Logistics - Shared Path Patterns
High-Volume Shared Path
When dealing with the volcanic area, which does not allow trains, the shared path pattern becomes a quasi-necessity if dealing with significant shipping inputs into the area. By deploying exactly as many hauling sparks as the capacity of a large crate, its possible to ensure deadlock free shared pathing through the use of sensors. Because of space and wiring considerations the limit for resources that can share pathing is 8 per large loop. Each resource is given a dedicated large crate for input and output. The input crates are gated behind a one-way filter, the output crates are observed by a capacity sensor. The capacity sensor is set to only activate when the crate is not empty (Absolute, >= 1). Conversely the one-way filters for an input crate are set to activate to the output of the crate sensor. This ensures that even if all sparks where carrying an item, the output cannot overflow. The exact number of hauling sparks on this loops is 20 (2 x 10 item stacks).



Fundamentally if you have a pure loop it risks one resource clogging it because of deadlock. If you have resources ABCD but B and C are only consumed when there's enough of A, and there's too much B then there will never be A to be consumed with B, and thus you will be stuck with B filling your loop into eternity.



To avoid any resource from overflowing, we use logic to manage the ability of sparks to pull or push resources into the loop. For this we need to use path filters which require additional space on the loop.



We can differentiate each crate as a different resource through path addons (Left side is input, right side are the receivers). The reason we use one way on the inputs is because sparks will reach that point without a resource at hand, so we have to control what crates are accessible based on logic



The receivers (right side) have a capacity sensor that writes to a ribbon (through a Ribbon Writer) if they are not completely empty. That ribbon writer is set to the "corresponding bit". You pick what bit each resource is. In this case Coal is 0, Leaves are 1, Glowshrooms are 2 and Stellar Leaves are 3.
The Ribbon Readers then read the corresponding bit on the other end of the system
in this case, the leftmost crate is reading bit 0 (coal), followed by bit 1 (leaves) followed by bit 2 (glowshroom) and bit 3 (stellar leaves).

This means that when the signal is set, that crate cannot be accessed by sparks on the loop,
stopping its ability to push resources into the loop.
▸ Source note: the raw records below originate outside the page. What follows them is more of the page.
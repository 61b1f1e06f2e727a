//! Publishing use-case service.
//!
//! # Responsibility
//! - Provide author registration and blog publication entry points.
//! - Compose the cross-entity updates a publication requires (blog insert,
//!   author blog-list append, post-count bump) as one operation.
//!
//! # Invariants
//! - `publish_blog` keeps `User::blogs` and `User::total_posts` in step;
//!   nothing else in the crate mutates both sides.
//! - Service APIs never bypass registry resolution contracts.
//! - Log lines carry entity IDs only, never emails or credential material.

use crate::auth::password::PasswordHasher;
use crate::model::blog::{Blog, BlogId, BlogValidationError, CommentId};
use crate::model::user::{User, UserCreateError, UserId};
use crate::repo::registry::{EntityRegistry, RegistryError};
use log::{debug, info};
use std::error::Error;
use std::fmt::{Display, Formatter};

/// Service error for publishing use-cases.
#[derive(Debug, Clone, PartialEq, Eq)]
pub enum PublishError {
    /// User construction or hashing failed.
    User(UserCreateError),
    /// Blog construction failed.
    Blog(BlogValidationError),
    /// Entity lookup or insert failed.
    Registry(RegistryError),
}

impl Display for PublishError {
    fn fmt(&self, f: &mut Formatter<'_>) -> std::fmt::Result {
        match self {
            Self::User(err) => write!(f, "{err}"),
            Self::Blog(err) => write!(f, "{err}"),
            Self::Registry(err) => write!(f, "{err}"),
        }
    }
}

impl Error for PublishError {
    fn source(&self) -> Option<&(dyn Error + 'static)> {
        match self {
            Self::User(err) => Some(err),
            Self::Blog(err) => Some(err),
            Self::Registry(err) => Some(err),
        }
    }
}

impl From<UserCreateError> for PublishError {
    fn from(value: UserCreateError) -> Self {
        Self::User(value)
    }
}

impl From<BlogValidationError> for PublishError {
    fn from(value: BlogValidationError) -> Self {
        Self::Blog(value)
    }
}

impl From<RegistryError> for PublishError {
    fn from(value: RegistryError) -> Self {
        Self::Registry(value)
    }
}

/// Publishing service facade over a registry and a hashing backend.
pub struct PublishService<R: EntityRegistry, H: PasswordHasher> {
    registry: R,
    hasher: H,
}

impl<R: EntityRegistry, H: PasswordHasher> PublishService<R, H> {
    /// Creates a service using the provided registry and hashing backend.
    pub fn new(registry: R, hasher: H) -> Self {
        Self { registry, hasher }
    }

    /// Registers a new author account.
    ///
    /// # Contract
    /// - Delegates password hashing to the configured backend; failures
    ///   propagate unchanged.
    /// - Returns the generated stable user ID.
    pub fn register_author(
        &mut self,
        fullname: impl Into<String>,
        email: impl Into<String>,
        raw_password: &str,
    ) -> Result<UserId, PublishError> {
        let user = User::new(fullname, email, raw_password, &self.hasher)?;
        let id = self.registry.insert_user(user)?;
        info!("event=author_registered module=service status=ok user={id}");
        Ok(id)
    }

    /// Publishes a new blog for an existing author.
    ///
    /// # Contract
    /// - Creates the blog, appends it to the author's blog list and bumps
    ///   the author's post count, in that order.
    /// - Returns `UserNotFound` when the author is not registered; nothing
    ///   is recorded in that case.
    pub fn publish_blog(
        &mut self,
        author: UserId,
        title: impl Into<String>,
        description: impl Into<String>,
    ) -> Result<BlogId, PublishError> {
        let blog = Blog::new(title, description, author)?;
        // insert_blog verifies the author exists before anything is stored.
        let id = self.registry.insert_blog(blog)?;

        let user = self.registry.user_mut(author)?;
        user.attach_blog(id);
        user.increment_post_count();

        info!("event=blog_published module=service status=ok blog={id} author={author}");
        Ok(id)
    }

    /// Records one like on a blog and returns the new total.
    ///
    /// No per-reader deduplication; repeated calls record repeated likes.
    pub fn like_blog(&mut self, blog_id: BlogId) -> Result<u64, PublishError> {
        let blog = self.registry.blog_mut(blog_id)?;
        blog.add_like();
        let total = blog.total_likes;
        debug!("event=blog_liked module=service status=ok blog={blog_id} total_likes={total}");
        Ok(total)
    }

    /// Records a posted comment reference on a blog.
    ///
    /// Entry point for the comment-posting collaborator; comment content is
    /// modeled elsewhere.
    pub fn comment_on_blog(
        &mut self,
        blog_id: BlogId,
        comment_id: CommentId,
    ) -> Result<(), PublishError> {
        let blog = self.registry.blog_mut(blog_id)?;
        blog.record_comment(comment_id);
        debug!("event=blog_commented module=service status=ok blog={blog_id}");
        Ok(())
    }

    /// Appends a tag to a blog.
    pub fn tag_blog(
        &mut self,
        blog_id: BlogId,
        tag: impl Into<String>,
    ) -> Result<(), PublishError> {
        let blog = self.registry.blog_mut(blog_id)?;
        blog.add_tag(tag);
        Ok(())
    }

    /// Records one read against an author's aggregate counter.
    pub fn record_read(&mut self, user_id: UserId) -> Result<(), PublishError> {
        let user = self.registry.user_mut(user_id)?;
        user.record_read();
        Ok(())
    }

    /// Resolves a blog's author and returns the author's username.
    pub fn author_username(&self, blog_id: BlogId) -> Result<String, PublishError> {
        Ok(self.registry.author_username(blog_id)?)
    }

    /// Loads one user by ID.
    pub fn user(&self, id: UserId) -> Result<&User, PublishError> {
        Ok(self.registry.user(id)?)
    }

    /// Loads one blog by ID.
    pub fn blog(&self, id: BlogId) -> Result<&Blog, PublishError> {
        Ok(self.registry.blog(id)?)
    }
}
//! Credential-handling collaborator contracts.

pub mod password;
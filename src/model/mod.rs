//! Domain model for authors and their published posts.
//!
//! # Responsibility
//! - Define the canonical `User` and `Blog` entity shapes.
//! - Keep entity-local invariants (derived username, monotonic counters)
//!   inside the entities themselves.
//!
//! # Invariants
//! - Every entity is identified by a stable, generated `Uuid`-based ID.
//! - Entities never reach across to other entities; cross-entity resolution
//!   lives in the registry layer.

pub mod blog;
pub mod user;
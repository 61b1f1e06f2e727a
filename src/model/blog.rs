//! Blog (post) domain model.
//!
//! # Responsibility
//! - Hold post content metadata and engagement counters.
//! - Carry the authorship link as a stable ID, not a reference.
//!
//! # Invariants
//! - `author` is set at construction, never nil, never reassigned.
//! - `total_likes` and `total_comments` only ever increase.
//! - `tags` and `comments` preserve insertion order.

use crate::model::user::UserId;
use serde::{Deserialize, Serialize};
use std::error::Error;
use std::fmt::{Display, Formatter};
use uuid::Uuid;

/// Stable identifier for a blog entity.
pub type BlogId = Uuid;

/// Opaque reference to a comment entity.
///
/// Comment content is modeled outside this crate; the blog only tracks which
/// comments were posted on it, in order.
pub type CommentId = Uuid;

/// Errors from blog construction.
#[derive(Debug, Clone, Copy, PartialEq, Eq)]
pub enum BlogValidationError {
    /// Caller-provided ID is the nil UUID.
    NilUuid,
    /// Author ID is the nil UUID; every blog needs exactly one real author.
    NilAuthor,
}

impl Display for BlogValidationError {
    fn fmt(&self, f: &mut Formatter<'_>) -> std::fmt::Result {
        match self {
            Self::NilUuid => write!(f, "blog uuid must not be nil"),
            Self::NilAuthor => write!(f, "blog author must not be nil"),
        }
    }
}

impl Error for BlogValidationError {}

/// Canonical post record.
///
/// `banner_url` and `content_json` are part of the entity shape but are not
/// populated at construction; the content-publishing collaborator fills them
/// in later.
#[derive(Debug, Clone, PartialEq, Eq, Serialize, Deserialize)]
pub struct Blog {
    /// Stable global ID.
    pub uuid: BlogId,
    /// Post title, stored verbatim.
    pub title: String,
    /// Short summary, stored verbatim.
    pub description: String,
    /// Banner image location; empty until published with one.
    pub banner_url: String,
    /// Serialized editor document; empty until content is attached.
    pub content_json: String,
    /// Tag strings in insertion order.
    pub tags: Vec<String>,
    /// The single authoring user. Resolved through the registry on demand.
    pub author: UserId,
    /// Posted comment references in insertion order.
    pub comments: Vec<CommentId>,
    /// Like count. Caller-driven, monotonic, no per-reader dedup.
    pub total_likes: u64,
    /// Comment count. Caller-driven, monotonic.
    pub total_comments: u64,
}

impl Blog {
    /// Creates a new blog with a generated stable ID.
    ///
    /// # Errors
    /// - `NilAuthor` when the author ID is nil. Whether the author actually
    ///   exists is checked by the registry on insert, not here.
    pub fn new(
        title: impl Into<String>,
        description: impl Into<String>,
        author: UserId,
    ) -> Result<Self, BlogValidationError> {
        Self::with_id(Uuid::new_v4(), title, description, author)
    }

    /// Creates a new blog with a caller-provided stable ID.
    pub fn with_id(
        uuid: BlogId,
        title: impl Into<String>,
        description: impl Into<String>,
        author: UserId,
    ) -> Result<Self, BlogValidationError> {
        if uuid.is_nil() {
            return Err(BlogValidationError::NilUuid);
        }
        if author.is_nil() {
            return Err(BlogValidationError::NilAuthor);
        }

        Ok(Self {
            uuid,
            title: title.into(),
            description: description.into(),
            banner_url: String::new(),
            content_json: String::new(),
            tags: Vec::new(),
            author,
            comments: Vec::new(),
            total_likes: 0,
            total_comments: 0,
        })
    }

    /// Returns the post title.
    pub fn title(&self) -> &str {
        &self.title
    }

    /// Returns the author's stable ID.
    pub fn author_id(&self) -> UserId {
        self.author
    }

    /// Bumps `total_likes` by exactly 1.
    ///
    /// Two calls record two likes; deduplication by reader identity belongs
    /// to an engagement-tracking collaborator outside this crate.
    pub fn add_like(&mut self) {
        self.total_likes += 1;
    }

    /// Appends a tag, preserving order.
    pub fn add_tag(&mut self, tag: impl Into<String>) {
        self.tags.push(tag.into());
    }

    /// Sets the banner image location.
    pub fn set_banner_url(&mut self, banner_url: impl Into<String>) {
        self.banner_url = banner_url.into();
    }

    /// Replaces the serialized editor document.
    pub fn set_content_json(&mut self, content_json: impl Into<String>) {
        self.content_json = content_json.into();
    }

    /// Appends a comment reference and bumps `total_comments`.
    ///
    /// The comment entity itself lives outside this crate; only the ordered
    /// linkage and the counter are kept here.
    pub fn record_comment(&mut self, comment_id: CommentId) {
        self.comments.push(comment_id);
        self.total_comments += 1;
    }
}

#[cfg(test)]
mod tests {
    use super::{Blog, BlogValidationError};
    use uuid::Uuid;

    #[test]
    fn new_rejects_nil_author() {
        let err = Blog::new("title", "desc", Uuid::nil()).unwrap_err();
        assert_eq!(err, BlogValidationError::NilAuthor);
    }

    #[test]
    fn with_id_rejects_nil_uuid() {
        let author = Uuid::new_v4();
        let err = Blog::with_id(Uuid::nil(), "title", "desc", author).unwrap_err();
        assert_eq!(err, BlogValidationError::NilUuid);
    }
}
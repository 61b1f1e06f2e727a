//! Entity storage abstractions and the in-memory registry.
//!
//! # Responsibility
//! - Define the registry contract domain services depend on.
//! - Resolve cross-entity links (blog -> author) through stable IDs.
//!
//! # Invariants
//! - Registry APIs return semantic errors (`UserNotFound`, `BlogNotFound`)
//!   instead of dereferencing dangling links.
//! - A blog can only be inserted when its author already exists.

pub mod registry;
The setup shown isn't logistically optimal, its better to leave a space between crates so that you can have loops pushing and pulling into the crates, but this was necessary to make it fit in a single screenshot.

Notice that we only used one of the path lanes in our loop, that's why the limit is 8 resources
you can have a ribbon on each lane of the loop going through the cave entry. Its also why we use ribbons, because they let us cram 4 logic wires into one tile.

Compact Footprint Low-Volume Shared Path
To achieve a 24 feeder Arboretum the resulting layout ends up with very stringent requirements on 8 of the feeders, namely that they have to be fed by a single path (and one in turn ALSO has to extract the outputs). The solution to this is the compact shared path pattern. It avoids deadlock by having dedicated sparks for each leg (a single spark, even if not using Hauling Sparks) and using logic to control the alternation. The counters are set to tick over at 2 (the minimum). To activate it, you run into the pad that will activate the side where the arrow is pointing (in the 2-leg case the one opposite to the arrow's facing). One of the major downsides of this pattern is that sparks following you (or yourself) can break it by triggering the pressure plate when moving around, so caution is advised.



The triple (and more, though at that point your throughput is so abysmal its not really usable since you have 1/4th the volume the path would otherwise have ... with a single Hauling Spark) setup is simply the setup for 2 but instead of connecting to each other each counter connects to the next leg (and its own reset) and the last leg connects back to the first.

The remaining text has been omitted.